**Exercise brief**
Work through the data below and give the number of lines holding "trim", nothing more.

※ ※ ※

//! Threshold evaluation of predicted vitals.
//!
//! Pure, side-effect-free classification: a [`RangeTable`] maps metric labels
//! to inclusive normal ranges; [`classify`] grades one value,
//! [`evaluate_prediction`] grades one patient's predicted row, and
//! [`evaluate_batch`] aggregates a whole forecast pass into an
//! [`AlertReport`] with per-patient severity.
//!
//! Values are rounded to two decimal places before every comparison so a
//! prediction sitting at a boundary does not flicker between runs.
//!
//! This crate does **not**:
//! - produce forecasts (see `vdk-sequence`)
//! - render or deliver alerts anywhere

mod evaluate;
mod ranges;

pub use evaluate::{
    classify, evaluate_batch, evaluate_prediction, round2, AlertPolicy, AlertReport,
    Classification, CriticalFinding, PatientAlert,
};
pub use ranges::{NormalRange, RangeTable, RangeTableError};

※ ※ ※

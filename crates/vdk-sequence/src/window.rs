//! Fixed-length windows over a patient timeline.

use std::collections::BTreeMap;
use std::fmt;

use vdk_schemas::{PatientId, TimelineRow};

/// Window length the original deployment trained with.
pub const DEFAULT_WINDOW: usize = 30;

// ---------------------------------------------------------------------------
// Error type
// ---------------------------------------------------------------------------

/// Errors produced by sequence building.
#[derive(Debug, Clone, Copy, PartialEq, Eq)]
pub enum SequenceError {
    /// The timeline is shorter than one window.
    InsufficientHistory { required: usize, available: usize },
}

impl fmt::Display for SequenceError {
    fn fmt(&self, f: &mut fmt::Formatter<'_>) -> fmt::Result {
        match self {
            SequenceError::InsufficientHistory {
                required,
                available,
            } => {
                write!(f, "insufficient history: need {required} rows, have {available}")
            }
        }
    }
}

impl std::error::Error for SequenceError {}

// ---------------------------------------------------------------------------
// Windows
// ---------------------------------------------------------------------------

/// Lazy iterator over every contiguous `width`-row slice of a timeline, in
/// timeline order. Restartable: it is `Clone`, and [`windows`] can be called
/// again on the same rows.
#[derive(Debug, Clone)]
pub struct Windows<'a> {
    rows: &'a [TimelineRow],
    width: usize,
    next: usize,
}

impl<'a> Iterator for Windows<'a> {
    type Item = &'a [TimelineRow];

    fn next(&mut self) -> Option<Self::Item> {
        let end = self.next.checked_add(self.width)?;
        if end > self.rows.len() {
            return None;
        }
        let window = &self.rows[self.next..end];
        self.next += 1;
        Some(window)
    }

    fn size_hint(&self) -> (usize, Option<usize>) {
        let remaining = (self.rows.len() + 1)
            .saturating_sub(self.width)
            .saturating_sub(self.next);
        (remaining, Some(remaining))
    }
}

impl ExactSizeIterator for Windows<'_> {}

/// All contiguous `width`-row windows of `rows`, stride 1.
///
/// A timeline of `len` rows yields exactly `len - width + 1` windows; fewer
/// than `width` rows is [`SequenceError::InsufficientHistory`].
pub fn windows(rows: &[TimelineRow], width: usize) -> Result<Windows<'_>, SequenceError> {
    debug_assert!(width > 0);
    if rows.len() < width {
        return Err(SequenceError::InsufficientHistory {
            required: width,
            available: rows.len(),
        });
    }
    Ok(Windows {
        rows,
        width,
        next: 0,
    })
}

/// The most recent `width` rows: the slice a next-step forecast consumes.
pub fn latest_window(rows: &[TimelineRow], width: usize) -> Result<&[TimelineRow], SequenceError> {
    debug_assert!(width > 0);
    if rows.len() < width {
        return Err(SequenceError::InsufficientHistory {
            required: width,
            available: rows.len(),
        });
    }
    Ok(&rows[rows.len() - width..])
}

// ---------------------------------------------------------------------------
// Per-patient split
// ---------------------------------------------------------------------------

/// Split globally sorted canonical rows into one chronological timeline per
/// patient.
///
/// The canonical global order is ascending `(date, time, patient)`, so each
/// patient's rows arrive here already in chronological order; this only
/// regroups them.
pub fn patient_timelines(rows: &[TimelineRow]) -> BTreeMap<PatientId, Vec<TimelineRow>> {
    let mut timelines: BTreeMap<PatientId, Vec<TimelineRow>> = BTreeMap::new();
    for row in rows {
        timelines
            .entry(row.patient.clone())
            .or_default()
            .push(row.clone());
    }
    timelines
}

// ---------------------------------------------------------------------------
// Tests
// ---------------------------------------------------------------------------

※ ※ ※

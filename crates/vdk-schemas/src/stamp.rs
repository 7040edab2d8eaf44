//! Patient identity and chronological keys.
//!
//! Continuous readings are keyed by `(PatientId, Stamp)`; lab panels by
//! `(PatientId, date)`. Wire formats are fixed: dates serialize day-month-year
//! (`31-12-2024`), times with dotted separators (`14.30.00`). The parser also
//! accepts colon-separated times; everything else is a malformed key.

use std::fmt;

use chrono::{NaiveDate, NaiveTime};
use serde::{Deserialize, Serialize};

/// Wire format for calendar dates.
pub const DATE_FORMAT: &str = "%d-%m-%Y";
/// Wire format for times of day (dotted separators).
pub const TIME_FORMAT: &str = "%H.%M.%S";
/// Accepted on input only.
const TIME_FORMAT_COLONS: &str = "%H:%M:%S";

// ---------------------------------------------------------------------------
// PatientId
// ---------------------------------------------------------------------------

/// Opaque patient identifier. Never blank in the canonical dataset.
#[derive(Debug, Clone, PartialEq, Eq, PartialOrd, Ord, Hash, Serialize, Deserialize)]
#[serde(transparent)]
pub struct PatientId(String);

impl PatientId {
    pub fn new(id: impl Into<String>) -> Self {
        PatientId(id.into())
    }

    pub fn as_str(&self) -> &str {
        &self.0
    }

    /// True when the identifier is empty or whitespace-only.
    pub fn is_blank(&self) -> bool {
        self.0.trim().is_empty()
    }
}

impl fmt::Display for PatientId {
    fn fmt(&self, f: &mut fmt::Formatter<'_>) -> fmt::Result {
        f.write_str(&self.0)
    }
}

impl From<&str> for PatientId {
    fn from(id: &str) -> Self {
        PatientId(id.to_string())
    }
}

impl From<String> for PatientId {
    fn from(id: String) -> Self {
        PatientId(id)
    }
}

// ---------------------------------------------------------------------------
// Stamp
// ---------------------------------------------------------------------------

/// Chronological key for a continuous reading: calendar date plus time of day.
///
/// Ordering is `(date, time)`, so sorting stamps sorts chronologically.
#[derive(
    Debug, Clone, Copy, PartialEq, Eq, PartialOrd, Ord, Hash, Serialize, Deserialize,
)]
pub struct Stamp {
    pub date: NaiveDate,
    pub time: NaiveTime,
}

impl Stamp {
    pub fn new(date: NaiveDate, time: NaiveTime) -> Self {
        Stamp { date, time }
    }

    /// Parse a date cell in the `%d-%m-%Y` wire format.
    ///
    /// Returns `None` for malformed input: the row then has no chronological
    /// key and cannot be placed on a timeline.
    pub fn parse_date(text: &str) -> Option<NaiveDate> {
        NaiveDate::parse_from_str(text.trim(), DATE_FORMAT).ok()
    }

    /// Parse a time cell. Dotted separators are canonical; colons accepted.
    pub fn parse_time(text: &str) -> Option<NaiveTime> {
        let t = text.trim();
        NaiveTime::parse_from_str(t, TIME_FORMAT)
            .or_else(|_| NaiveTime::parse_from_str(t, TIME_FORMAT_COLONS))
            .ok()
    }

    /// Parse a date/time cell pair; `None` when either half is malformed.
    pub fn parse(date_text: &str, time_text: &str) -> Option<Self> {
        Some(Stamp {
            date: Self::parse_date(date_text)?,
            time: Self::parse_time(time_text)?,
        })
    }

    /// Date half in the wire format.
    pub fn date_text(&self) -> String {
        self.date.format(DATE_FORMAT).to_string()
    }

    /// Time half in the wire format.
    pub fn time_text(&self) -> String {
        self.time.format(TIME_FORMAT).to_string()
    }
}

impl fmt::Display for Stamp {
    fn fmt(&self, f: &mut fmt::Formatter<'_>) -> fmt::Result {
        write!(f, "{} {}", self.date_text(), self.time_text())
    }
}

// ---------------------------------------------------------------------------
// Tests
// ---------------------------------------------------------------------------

※ ※ ※

**Output of the exercise**
3